Grubs, as we discussed, are larvae of certain beetle types typically found in the grass. They are “C-shaped” and typically white, directly attacking the grassroots and damaging them.

Curl Grub Larvae
Image Source: https://commons.wikimedia.org/wiki/File:CSIRO_ScienceImage_2200_A_Curl_Grub_larvae.jpg

Regarding their appearance and visibility, grubs measure between ¼ to 1 inch in size and are generally visible to the naked eye. But they are pesky pests that quickly damage the grass before you even realize something is wrong.

Grubs are the second stage of their growth and development. They stick in this stage for quite some time, and during this period, they wreak havoc on the lawn, damaging the fresh, healthy green grass and turning it brown and dead.

What are the Signs of Grubs?

Now that you know how to “identify” grubs in your lawn by looking at them, let us look at the common signs of infestation. An idea of these will help you understand what to look for and take immediate action to reverse any potential damage.

Following are a few telltale signs of grubs that you need to stay on the lookout for:

1. You See Them

We discussed in the previous section of the article that grubs measure ¼ to 1 inch in size. This means that if you look closely and inspect the damaged area in the lawn, you should be able to detect the grubs in real-time.

So, that’s your first sign to look out for. You’d have to dig deeper and pay close attention to the grass in your lawn to spot them in the grass. 

One quick way to confirm their infestation is to dig into the soil in several locations and check for signs of grubs.

2. You See Dead Patches

Grubs are quite quick on their action plan. Once they attach themselves to the grassroots, they proliferate quickly and damage the lawn quickly. Their first sign of an infestation is prominent dead and dry grass in the lawn.

The presence of oddly shaped dead and dry spots on the grass indicates that you have an infestation that needs immediate action. 

During the later months of summer, the grubs have a sudden steep in their hunger, leading to the damage you see in the grass. There may also be other reasons for the dead patches and you can read our article on getting rid of those brown patches from your lawn here.

3. You See Spongy Parts on the Grass

A quick look over the lawn doesn’t spark any curiosity, and you are sitting there satisfied that your lawn is in tip-top condition. However, if you press down on the grass with your hands, you feel that parts of the lawn are spongy.

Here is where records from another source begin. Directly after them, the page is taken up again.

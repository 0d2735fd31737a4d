use crate::domain::{
    AccountId, ConsumeOutcome, ConsumeRequest, ConsumptionReceipt, Energy, LedgerStore,
    LedgerTransaction, NewConsumption, StoreError,
};
use crate::translator::translate;

/// Runs each consume request as one unit of work against a [`LedgerStore`]:
/// lock the account row, record the consumption, check the balance,
/// decrement, commit.
///
/// The coordinator holds no balance state of its own. Replays are detected
/// only through the store's unique constraint on the idempotency key, at
/// insert time, inside the same unit of work as the decrement.
#[derive(Debug)]
pub struct EnergyCoordinator<S>
where
    S: LedgerStore,
{
    store: S,
}

impl<S> EnergyCoordinator<S>
where
    S: LedgerStore,
{
    pub fn new(store: S) -> Self {
        Self { store }
    }

    pub fn store(&self) -> &S {
        &self.store
    }

    /// Validates primitive inputs, then consumes. Invalid input never reaches the store.
    pub async fn consume_raw(
        &self,
        account_id: AccountId,
        amount: Energy,
        idempotency_key: impl Into<String>,
    ) -> ConsumeOutcome {
        match ConsumeRequest::new(account_id, amount, idempotency_key) {
            Ok(request) => self.consume(request).await,
            Err(reason) => {
                tracing::debug!(account_id, %amount, %reason, "rejected consume request");
                reason.into()
            }
        }
    }

    pub async fn consume(&self, request: ConsumeRequest) -> ConsumeOutcome {
        let outcome = match self.run(&request).await {
            Ok(outcome) => outcome,
            Err(error) => translate(&request, error),
        };
        log_outcome(&request, &outcome);
        outcome
    }

    async fn run(&self, request: &ConsumeRequest) -> Result<ConsumeOutcome, StoreError> {
        let mut tx = self.store.begin().await?;

        match Self::apply(&mut tx, request).await {
            Ok(outcome @ ConsumeOutcome::Success(_)) => {
                tx.commit().await?;
                Ok(outcome)
            }
            Ok(rejected) => {
                tx.rollback().await;
                Ok(rejected)
            }
            Err(error) => {
                tx.rollback().await;
                Err(error)
            }
        }
    }

    /// Stages the consume inside `tx`. Only a `Success` result may be committed.
    async fn apply(
        tx: &mut S::Tx,
        request: &ConsumeRequest,
    ) -> Result<ConsumeOutcome, StoreError> {
        let account_id = request.account_id();
        let amount = request.amount();

        let available = tx.lock_account(account_id).await?;

        // The unique key is the replay witness. Inserting before the balance
        // check lets a replay report as one even when the balance has since
        // dropped below the amount; any rejection below rolls the row back.
        let record = tx
            .insert_consumption(NewConsumption {
                account_id,
                amount,
                idempotency_key: request.idempotency_key().clone(),
            })
            .await?;

        if available < amount {
            return Ok(ConsumeOutcome::InsufficientEnergy {
                account_id,
                requested: amount,
                available,
            });
        }

        // Applied by the store against its own value, not against `available`.
        let remaining = tx.decrement_balance(account_id, amount).await?;

        Ok(ConsumeOutcome::Success(ConsumptionReceipt {
            record_id: record.id,
            account_id,
            amount_consumed: amount,
            remaining_energy: remaining,
        }))
    }
}

fn log_outcome(request: &ConsumeRequest, outcome: &ConsumeOutcome) {
    let account_id = request.account_id();
    let key = request.idempotency_key().as_str();

    match outcome {
        ConsumeOutcome::Success(receipt) => tracing::debug!(
            account_id,
            idempotency_key = key,
            consumed = %receipt.amount_consumed,
            remaining = %receipt.remaining_energy,
            record_id = receipt.record_id,
            "energy consumed"
        ),
        ConsumeOutcome::InsufficientEnergy {
            requested,
            available,
            ..
        } => tracing::warn!(
            account_id,
            %requested,
            %available,
            "insufficient energy"
        ),
        ConsumeOutcome::IdempotencyReplay { .. } => {
            tracing::info!(account_id, idempotency_key = key, "idempotency replay")
        }
        ConsumeOutcome::ValidationError { reason } => {
            tracing::info!(account_id, idempotency_key = key, %reason, "consume request refused")
        }
        ConsumeOutcome::TransientFailure { reason } => tracing::warn!(
            account_id,
            idempotency_key = key,
            reason = reason.as_str(),
            "consume aborted, safe to retry"
        ),
    }
}
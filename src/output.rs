use std::io::Write;

use crate::domain::{Account, ConsumeOutcome, OutcomeReporter, RawConsumeRequest};
use crate::translator::{OutcomeClass, classify};

pub const OUTCOME_HEADER: &str = "account,amount,idempotency_key,outcome,detail";
pub const SUMMARY_HEADER: &str = "account,energy,consumptions";

/// Label for each outcome as rendered by the CLI.
pub fn outcome_label(outcome: &ConsumeOutcome) -> &'static str {
    match classify(outcome) {
        OutcomeClass::Applied => "success",
        OutcomeClass::AlreadyProcessed => "already_processed",
        OutcomeClass::Retryable => "transient_failure",
        OutcomeClass::CallerError => match outcome {
            ConsumeOutcome::InsufficientEnergy { .. } => "insufficient_energy",
            _ => "validation_error",
        },
    }
}

fn outcome_detail(outcome: &ConsumeOutcome) -> String {
    match outcome {
        ConsumeOutcome::Success(receipt) => format!("remaining={}", receipt.remaining_energy),
        ConsumeOutcome::InsufficientEnergy { available, .. } => format!("available={}", available),
        other => other.to_string(),
    }
}

/// Writes one CSV line per processed request, then the account summary.
pub struct CsvOutput<W: Write> {
    writer: csv::Writer<W>,
    header_written: bool,
}

impl CsvOutput<std::io::Stdout> {
    pub fn stdout() -> Self {
        Self::new(std::io::stdout())
    }
}

impl<W: Write> CsvOutput<W> {
    pub fn new(writer: W) -> Self {
        Self {
            writer: csv::WriterBuilder::new()
                .has_headers(false)
                .flexible(true)
                .from_writer(writer),
            header_written: false,
        }
    }

    pub fn into_inner(self) -> Option<W> {
        self.writer.into_inner().ok()
    }

    fn write_line(&mut self, fields: &[&str]) {
        if let Err(e) = self.writer.write_record(fields) {
            tracing::error!(error = %e, "failed to write output line");
        }
    }

    fn header(&mut self, header: &str) {
        let fields: Vec<&str> = header.split(',').collect();
        self.write_line(&fields);
    }
}

impl<W: Write> OutcomeReporter for CsvOutput<W> {
    fn report(&mut self, request: &RawConsumeRequest, outcome: &ConsumeOutcome) {
        if !self.header_written {
            self.header(OUTCOME_HEADER);
            self.header_written = true;
        }
        let account = request.account_id.to_string();
        let amount = request.amount.to_string();
        let detail = outcome_detail(outcome);
        self.write_line(&[
            &account,
            &amount,
            &request.idempotency_key,
            outcome_label(outcome),
            &detail,
        ]);
    }

    fn flush(&mut self, accounts: &[(Account, usize)]) {
        self.header(SUMMARY_HEADER);
        for (account, consumptions) in accounts {
            let id = account.id.to_string();
            let energy = account.energy.to_string();
            let count = consumptions.to_string();
            self.write_line(&[&id, &energy, &count]);
        }
        if let Err(e) = self.writer.flush() {
            tracing::error!(error = %e, "failed to flush output");
        }
    }
}
//! Maps storage failures onto the closed consume outcome set, and outcomes onto
//! the categories an adapter needs to pick a response.

use crate::domain::{ConsumeOutcome, ConsumeRequest, Constraint, StoreError, ValidationReason};

/// How a caller should treat an outcome.
#[derive(Debug, Clone, Copy, PartialEq, Eq)]
pub enum OutcomeClass {
    /// Energy was consumed by this call.
    Applied,
    /// The request had already been processed; not an error.
    AlreadyProcessed,
    /// The input must change before a retry can succeed.
    CallerError,
    /// Retry with identical input, including the same idempotency key.
    Retryable,
}

impl OutcomeClass {
    pub fn is_retryable(&self) -> bool {
        matches!(self, OutcomeClass::Retryable)
    }
}

pub fn classify(outcome: &ConsumeOutcome) -> OutcomeClass {
    match outcome {
        ConsumeOutcome::Success(_) => OutcomeClass::Applied,
        ConsumeOutcome::IdempotencyReplay { .. } => OutcomeClass::AlreadyProcessed,
        ConsumeOutcome::ValidationError { .. } | ConsumeOutcome::InsufficientEnergy { .. } => {
            OutcomeClass::CallerError
        }
        ConsumeOutcome::TransientFailure { .. } => OutcomeClass::Retryable,
    }
}

/// Translates a store failure raised while processing `request`.
pub fn translate(request: &ConsumeRequest, error: StoreError) -> ConsumeOutcome {
    match error {
        StoreError::UniqueViolation {
            constraint: Constraint::ConsumptionKey,
        } => ConsumeOutcome::IdempotencyReplay {
            idempotency_key: request.idempotency_key().clone(),
        },
        StoreError::AccountNotFound(account_id) => ConsumeOutcome::ValidationError {
            reason: ValidationReason::UnknownAccount(account_id),
        },
        StoreError::CheckViolation {
            constraint: Constraint::NonNegativeBalance,
            balance,
            amount,
        } => ConsumeOutcome::InsufficientEnergy {
            account_id: request.account_id(),
            requested: amount,
            available: balance,
        },
        other => ConsumeOutcome::TransientFailure {
            reason: other.to_string(),
        },
    }
}

#[cfg(test)]
mod tests {
    use super::*;
    use crate::domain::{ConsumptionReceipt, Energy, IdempotencyKey};

    fn request() -> ConsumeRequest {
        ConsumeRequest::new(1, Energy(60), "k1").unwrap()
    }

    #[test]
    fn key_violation_is_a_replay() {
        let outcome = translate(
            &request(),
            StoreError::UniqueViolation {
                constraint: Constraint::ConsumptionKey,
            },
        );
        assert_eq!(
            outcome,
            ConsumeOutcome::IdempotencyReplay {
                idempotency_key: IdempotencyKey::parse("k1").unwrap()
            }
        );
        assert_eq!(classify(&outcome), OutcomeClass::AlreadyProcessed);
        assert!(!classify(&outcome).is_retryable());
    }

    #[test]
    fn other_unique_violations_are_not_replays() {
        let outcome = translate(
            &request(),
            StoreError::UniqueViolation {
                constraint: Constraint::AccountPrimaryKey,
            },
        );
        assert!(matches!(outcome, ConsumeOutcome::TransientFailure { .. }));
    }

    #[test]
    fn check_violation_is_insufficient_energy() {
        let outcome = translate(
            &request(),
            StoreError::CheckViolation {
                constraint: Constraint::NonNegativeBalance,
                balance: Energy(40),
                amount: Energy(60),
            },
        );
        assert_eq!(
            outcome,
            ConsumeOutcome::InsufficientEnergy {
                account_id: 1,
                requested: Energy(60),
                available: Energy(40),
            }
        );
        assert_eq!(classify(&outcome), OutcomeClass::CallerError);
    }

    #[test]
    fn missing_account_is_a_validation_error() {
        let outcome = translate(&request(), StoreError::AccountNotFound(1));
        assert_eq!(
            outcome,
            ConsumeOutcome::ValidationError {
                reason: ValidationReason::UnknownAccount(1)
            }
        );
    }

    #[test]
    fn lock_timeout_is_retryable() {
        let outcome = translate(
            &request(),
            StoreError::LockTimeout {
                resource: "account 1".to_string(),
                waited_ms: 5,
            },
        );
        assert_eq!(classify(&outcome), OutcomeClass::Retryable);
        assert!(classify(&outcome).is_retryable());
    }

    #[test]
    fn success_is_applied() {
        let outcome = ConsumeOutcome::Success(ConsumptionReceipt {
            record_id: 1,
            account_id: 1,
            amount_consumed: Energy(60),
            remaining_energy: Energy(40),
        });
        assert_eq!(classify(&outcome), OutcomeClass::Applied);
    }
}
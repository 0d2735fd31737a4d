use serde::{Deserialize, Deserializer};

/// Whole units of energy. Balances and consumed amounts are never negative.
#[derive(Debug, Clone, Copy, PartialEq, Eq, PartialOrd, Ord, Hash, Default)]
pub struct Energy(pub u64);

impl Energy {
    pub const ZERO: Energy = Energy(0);

    pub fn units(&self) -> u64 {
        self.0
    }

    pub fn is_zero(&self) -> bool {
        self.0 == 0
    }

    /// `None` when the result would drop below zero.
    pub fn checked_sub(self, rhs: Energy) -> Option<Energy> {
        self.0.checked_sub(rhs.0).map(Energy)
    }

    /// Parses a non-negative integer amount. Signs, fractions and blanks are rejected.
    pub fn from_str_units(s: &str) -> Option<Self> {
        let s = s.trim();
        if s.is_empty() || !s.bytes().all(|b| b.is_ascii_digit()) {
            return None;
        }
        s.parse::<u64>().ok().map(Energy)
    }
}

impl core::fmt::Display for Energy {
    fn fmt(&self, f: &mut core::fmt::Formatter<'_>) -> core::fmt::Result {
        write!(f, "{}", self.0)
    }
}

impl<'de> Deserialize<'de> for Energy {
    fn deserialize<D>(deserializer: D) -> Result<Self, D::Error>
    where
        D: Deserializer<'de>,
    {
        let s = String::deserialize(deserializer)?;
        Energy::from_str_units(&s)
            .ok_or_else(|| serde::de::Error::custom(format!("Invalid energy amount: {}", s)))
    }
}
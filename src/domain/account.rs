use crate::domain::Energy;

pub type AccountId = u64;

/// Committed view of an account row.
#[derive(Debug, Clone, Copy, PartialEq, Eq)]
pub struct Account {
    pub id: AccountId,
    pub energy: Energy, // never negative once committed
}

impl Account {
    pub fn new(id: AccountId, energy: Energy) -> Self {
        Self { id, energy }
    }
}

impl core::fmt::Display for Account {
    fn fmt(&self, f: &mut core::fmt::Formatter<'_>) -> core::fmt::Result {
        write!(f, "Account {} - Energy: {}", self.id, self.energy)
    }
}
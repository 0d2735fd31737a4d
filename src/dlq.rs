use crate::domain::{DeadLetterQueue, Error};

/// Reports input rows that never became a consume request.
#[derive(Default, Debug)]
pub struct StdErrDLQ {}

impl DeadLetterQueue for StdErrDLQ {
    fn report(&self, error: &Error) {
        tracing::warn!(%error, "dead-lettered input row");
        eprintln!("DLQ Report - Error: {}", error);
    }
}
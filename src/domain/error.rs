use crate::domain::{AccountId, Energy};

/// Adapter-level failures: reading inputs, parsing rows, loading config.
#[derive(Debug, thiserror::Error)]
pub enum Error {
    #[error(transparent)]
    IO(#[from] std::io::Error),

    #[error("Ingestion failed with: {0}")]
    Ingestion(String),

    #[error("Invalid configuration: {0}")]
    Config(String),
}

/// Why a request was refused before (or, for unknown accounts, instead of) any write.
#[derive(Debug, Clone, PartialEq, Eq, thiserror::Error)]
pub enum ValidationReason {
    #[error("amount must be a positive integer")]
    NonPositiveAmount,

    #[error("idempotency key must not be empty")]
    EmptyIdempotencyKey,

    #[error("idempotency key is {len} bytes, limit is {max}")]
    IdempotencyKeyTooLong { len: usize, max: usize },

    #[error("account {0} not found")]
    UnknownAccount(AccountId),
}

/// Named integrity constraints enforced by the store.
#[derive(Debug, Clone, Copy, PartialEq, Eq)]
pub enum Constraint {
    /// Unique index on the consumption record idempotency key.
    ConsumptionKey,
    /// Primary key on accounts.
    AccountPrimaryKey,
    /// `energy >= 0` on accounts.
    NonNegativeBalance,
}

impl core::fmt::Display for Constraint {
    fn fmt(&self, f: &mut core::fmt::Formatter<'_>) -> core::fmt::Result {
        let name = match self {
            Constraint::ConsumptionKey => "consumption_idempotency_key_unique",
            Constraint::AccountPrimaryKey => "account_pkey",
            Constraint::NonNegativeBalance => "account_energy_non_negative",
        };
        f.write_str(name)
    }
}

/// Failures reported by a ledger store. They never leave the coordinator untranslated.
#[derive(Debug, Clone, PartialEq, Eq, thiserror::Error)]
pub enum StoreError {
    #[error("unique constraint {constraint} violated")]
    UniqueViolation { constraint: Constraint },

    #[error("check constraint {constraint} violated: balance {balance}, decrement {amount}")]
    CheckViolation {
        constraint: Constraint,
        balance: Energy,
        amount: Energy,
    },

    #[error("account {0} not found")]
    AccountNotFound(AccountId),

    #[error("timed out after {waited_ms}ms waiting for lock on {resource}")]
    LockTimeout { resource: String, waited_ms: u64 },

    #[error("row lock on account {0} is not held by this transaction")]
    LockNotHeld(AccountId),

    #[error("store unavailable: {0}")]
    Unavailable(String),
}

impl StoreError {
    /// True for the signal the idempotency guard relies on.
    pub fn is_unique_violation_on(&self, expected: Constraint) -> bool {
        matches!(self, StoreError::UniqueViolation { constraint } if *constraint == expected)
    }
}
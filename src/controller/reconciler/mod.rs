//! # Reconciler
//!
//! Converges one Vault namespace towards the state of one cluster namespace.
//!
//! ## Reconciliation Flow
//!
//! Namespace present in the cluster:
//! 1. Excluded by the sync policy → `Skipped`, Vault is not contacted
//! 2. Blank name → `Skipped`, it has no Vault path
//! 3. Check existence of the derived Vault path
//! 4. Exists → `None`, otherwise create it → `Created`
//!
//! Namespace gone from the cluster:
//! 1. Deletion disabled → `Skipped`, Vault is not contacted
//! 2. Blank name → `Skipped`, so the namespace root is never targeted
//! 3. Check existence of the derived Vault path
//! 4. Missing → `None`, otherwise delete it → `Deleted`
//!
//! Every mutation is preceded by an existence check, so duplicate or retried
//! deliveries never double-create or fail on a double-delete. Existence is
//! never cached between invocations because other actors may change Vault.
//!
//! The engine does no retrying of its own. Failures carry an advisory
//! `requeue_after` for the scheduler, which is also responsible for running
//! at most one reconciliation per namespace name at a time.

pub mod error;
pub mod types;

pub use error::ReconcilerError;
pub use types::{NamespaceObservation, ReconcileAction, ReconcileOutcome};

use crate::constants::{DEFAULT_ERROR_REQUEUE_SECS, DEFAULT_RECONCILE_TIMEOUT_SECS};
use crate::controller::path::{NamespacePath, PathTemplate};
use crate::controller::policy::SyncPolicy;
use crate::provider::{GatewayError, NamespaceGateway, Operation};
use std::future::Future;
use std::sync::Arc;
use std::time::Duration;
use tokio::time::Instant;
use tracing::{debug, field, info, info_span, warn, Instrument, Span};

/// Behavioural knobs of the reconciler
#[derive(Debug, Clone, PartialEq, Eq)]
pub struct ReconcilerSettings {
    /// Delete the Vault namespace when its cluster namespace goes away
    pub delete_namespaces: bool,
    /// Upper bound for one reconciliation, covering every Vault call it makes
    pub timeout: Duration,
    /// Advisory requeue interval attached to failed outcomes
    pub error_requeue: Duration,
}

impl Default for ReconcilerSettings {
    fn default() -> Self {
        Self {
            delete_namespaces: true,
            timeout: Duration::from_secs(DEFAULT_RECONCILE_TIMEOUT_SECS),
            error_requeue: Duration::from_secs(DEFAULT_ERROR_REQUEUE_SECS),
        }
    }
}

pub struct Reconciler {
    gateway: Arc<dyn NamespaceGateway>,
    policy: SyncPolicy,
    template: PathTemplate,
    settings: ReconcilerSettings,
}

impl std::fmt::Debug for Reconciler {
    fn fmt(&self, f: &mut std::fmt::Formatter<'_>) -> std::fmt::Result {
        f.debug_struct("Reconciler")
            .field("policy", &self.policy)
            .field("template", &self.template)
            .field("settings", &self.settings)
            .finish_non_exhaustive()
    }
}

impl Reconciler {
    pub fn new(
        gateway: Arc<dyn NamespaceGateway>,
        policy: SyncPolicy,
        template: PathTemplate,
        settings: ReconcilerSettings,
    ) -> Self {
        Self {
            gateway,
            policy,
            template,
            settings,
        }
    }

    #[must_use]
    pub fn policy(&self) -> &SyncPolicy {
        &self.policy
    }

    #[must_use]
    pub fn settings(&self) -> &ReconcilerSettings {
        &self.settings
    }

    #[must_use]
    pub fn should_sync(&self, name: &str) -> bool {
        self.policy.should_sync(name)
    }

    /// Reconcile one observation within the configured timeout
    pub async fn reconcile(&self, observation: &NamespaceObservation) -> ReconcileOutcome {
        self.reconcile_within(observation, self.settings.timeout)
            .await
    }

    /// Reconcile one observation, abandoning any in-flight Vault call once `timeout` elapses.
    ///
    /// A timed out call is classified like any other failure of its stage.
    pub async fn reconcile_within(
        &self,
        observation: &NamespaceObservation,
        timeout: Duration,
    ) -> ReconcileOutcome {
        let span = info_span!(
            "reconcile.namespace",
            namespace = %observation.name,
            present = observation.present,
            outcome = field::Empty,
        );

        async move {
            let deadline = Instant::now() + timeout;
            let outcome = if observation.present {
                self.reconcile_present(&observation.name, deadline, timeout)
                    .await
            } else {
                self.reconcile_absent(&observation.name, deadline, timeout)
                    .await
            };
            Span::current().record("outcome", outcome.label());
            outcome
        }
        .instrument(span)
        .await
    }

    async fn reconcile_present(
        &self,
        name: &str,
        deadline: Instant,
        timeout: Duration,
    ) -> ReconcileOutcome {
        if !self.policy.should_sync(name) {
            debug!(
                include_patterns = ?self.policy.include_patterns(),
                exclude_patterns = ?self.policy.exclude_patterns(),
                "Namespace excluded from synchronization"
            );
            return ReconcileOutcome::completed(ReconcileAction::Skipped);
        }

        let Some(path) = self.template.format_path(name) else {
            warn!("Namespace name yields no vault path, skipping");
            return ReconcileOutcome::completed(ReconcileAction::Skipped);
        };
        let exists = match bounded(deadline, timeout, self.gateway.exists(&path)).await {
            Ok(exists) => exists,
            Err(source) => return self.failed(Operation::Check, path, source),
        };

        if exists {
            debug!(vault_namespace = %path, "Vault namespace already exists");
            return ReconcileOutcome::completed(ReconcileAction::None);
        }

        match bounded(deadline, timeout, self.gateway.create(&path)).await {
            Ok(()) => {
                info!(vault_namespace = %path, "Created vault namespace");
                ReconcileOutcome::completed(ReconcileAction::Created)
            }
            Err(source) => self.failed(Operation::Create, path, source),
        }
    }

    async fn reconcile_absent(
        &self,
        name: &str,
        deadline: Instant,
        timeout: Duration,
    ) -> ReconcileOutcome {
        if !self.settings.delete_namespaces {
            debug!("Vault namespace deletion disabled, leaving namespace in place");
            return ReconcileOutcome::completed(ReconcileAction::Skipped);
        }

        let Some(path) = self.template.format_path(name) else {
            warn!("Namespace name yields no vault path, skipping");
            return ReconcileOutcome::completed(ReconcileAction::Skipped);
        };
        let exists = match bounded(deadline, timeout, self.gateway.exists(&path)).await {
            Ok(exists) => exists,
            Err(source) => return self.failed(Operation::Check, path, source),
        };

        if !exists {
            debug!(vault_namespace = %path, "Vault namespace already absent");
            return ReconcileOutcome::completed(ReconcileAction::None);
        }

        match bounded(deadline, timeout, self.gateway.delete(&path)).await {
            Ok(()) => {
                info!(vault_namespace = %path, "Deleted vault namespace");
                ReconcileOutcome::completed(ReconcileAction::Deleted)
            }
            Err(source) => self.failed(Operation::Delete, path, source),
        }
    }

    fn failed(
        &self,
        operation: Operation,
        path: NamespacePath,
        source: GatewayError,
    ) -> ReconcileOutcome {
        let error = ReconcilerError::classify(operation, path, source);
        warn!(
            error = %error,
            requeue_after_secs = self.settings.error_requeue.as_secs(),
            "Vault namespace {} failed", operation
        );
        ReconcileOutcome::failed(error, self.settings.error_requeue)
    }
}

/// Run a gateway call, dropping it (and the request it drives) at `deadline`
async fn bounded<T, F>(deadline: Instant, timeout: Duration, call: F) -> Result<T, GatewayError>
where
    F: Future<Output = Result<T, GatewayError>>,
{
    match tokio::time::timeout_at(deadline, call).await {
        Ok(result) => result,
        Err(_elapsed) => Err(GatewayError::TimedOut(timeout)),
    }
}
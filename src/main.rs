//! # Vault Namespace Controller
//!
//! A Kubernetes controller that mirrors cluster namespaces into Vault Enterprise namespaces.
//!
//! ## Overview
//!
//! 1. **Watching namespaces** - Monitors every namespace in the cluster
//! 2. **Filtering** - Applies include, exclude and system patterns to decide what to sync
//! 3. **Creating** - Creates a Vault namespace, optionally under a root namespace, for each synced namespace
//! 4. **Deleting** - Removes the Vault namespace when its cluster namespace is deleted (configurable)
//!
//! ## Usage
//!
//! ```bash
//! vault-namespace-controller --config /etc/vault-namespace-controller/config.yaml
//! ```

use anyhow::Result;
use clap::Parser;
use std::path::PathBuf;
use vault_namespace_controller::runtime::{initialize, run_watch_loop};

/// Vault Namespace Controller
#[derive(Debug, Parser)]
#[command(name = "vault-namespace-controller", version, about, long_about = None)]
struct Args {
    /// Path to the YAML configuration file
    #[arg(short, long, value_name = "FILE")]
    config: Option<PathBuf>,
}

#[tokio::main]
async fn main() -> Result<()> {
    let args = Args::parse();

    let init = initialize(args.config.as_deref()).await?;

    run_watch_loop(
        init.namespaces,
        init.reconciler,
        init.server_state,
        init.config.reconcile_interval_duration(),
        init.config.max_concurrent_reconciles,
        init.leader,
    )
    .await
}
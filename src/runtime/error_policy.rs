//! # Error Policy
//!
//! Errors surfaced to kube-runtime and the requeue decision for them.
//! The reconciler already chose a retry interval; this module only honours it.

use crate::controller::reconciler::ReconcilerError;
use crate::observability::metrics;
use crate::runtime::watch_loop::ControllerContext;
use k8s_openapi::api::core::v1::Namespace;
use kube::ResourceExt;
use kube_runtime::controller::Action;
use kube_runtime::finalizer;
use std::sync::Arc;
use std::time::Duration;
use thiserror::Error;
use tracing::error;

#[derive(Debug, Error)]
pub enum ControllerError {
    #[error("{source}")]
    Reconcile {
        #[source]
        source: ReconcilerError,
        requeue_after: Duration,
    },

    #[error("finalizer error: {0}")]
    Finalizer(#[source] Box<finalizer::Error<ControllerError>>),
}

impl ControllerError {
    /// Retry interval carried by the failed reconciliation, if any
    #[must_use]
    pub fn requeue_after(&self) -> Option<Duration> {
        match self {
            Self::Reconcile { requeue_after, .. } => Some(*requeue_after),
            Self::Finalizer(inner) => match inner.as_ref() {
                finalizer::Error::ApplyFailed(e) | finalizer::Error::CleanupFailed(e) => {
                    e.requeue_after()
                }
                _ => None,
            },
        }
    }

    #[must_use]
    pub fn kind(&self) -> &'static str {
        match self {
            Self::Reconcile { source, .. } => source.kind(),
            Self::Finalizer(inner) => match inner.as_ref() {
                finalizer::Error::ApplyFailed(e) | finalizer::Error::CleanupFailed(e) => e.kind(),
                _ => "finalizer_failed",
            },
        }
    }
}

/// Requeue a failed namespace after the interval its reconciliation asked for.
///
/// Finalizer patch failures carry no interval and fall back to the configured error requeue.
pub fn handle_reconciliation_error(
    namespace: Arc<Namespace>,
    error: &ControllerError,
    ctx: Arc<ControllerContext>,
) -> Action {
    let requeue_after = error.requeue_after().unwrap_or(ctx.error_requeue);

    let error_span = tracing::span!(
        tracing::Level::ERROR,
        "controller.watch.reconciliation_error",
        namespace = %namespace.name_any(),
        error = %error
    );
    let _error_guard = error_span.enter();

    error!(
        "Reconciliation error for {}, retrying in {}s: {}",
        namespace.name_any(),
        requeue_after.as_secs(),
        error
    );
    // Reconcile failures were counted when their outcome was recorded
    if error.requeue_after().is_none() {
        metrics::increment_errors(error.kind());
    }

    Action::requeue(requeue_after)
}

As you try to walk through it, you feel underfoot, again a common sign that your lawn has a grub infestation that requires immediate treatment.

The reason why the soil feels spongy is due to the lack of hold the grass has on the lawn. Since grubs damage the root system, the soil loses its denseness and feels springy and spongy.

4. You See Moths Hovering Over the Grass

The grubs, the larvae stage of the beetle, eventually grow and become moths or their adult version. If you notice that the lawns and the gardens around the lawn are infiltrated with many hovering moths, that’s another sign that you have a grub infestation. 

5. You See An Increase in the Critter Population on the Lawn

Not just grubs and moths, their infestation also invites more critters to your lawn. It is much more common than you think and spreads in bulk. Since critters feast on the grubs, a heightened number of grubs in the lawn will attract more critters to feed on them.

6. Mimicking Signs of Drought

When drought hits, the most common sign is dry and damaged turf of grass on the lawn. Similarly, even grub infestation mimics the appearance of drought when the grub infestation occurs. 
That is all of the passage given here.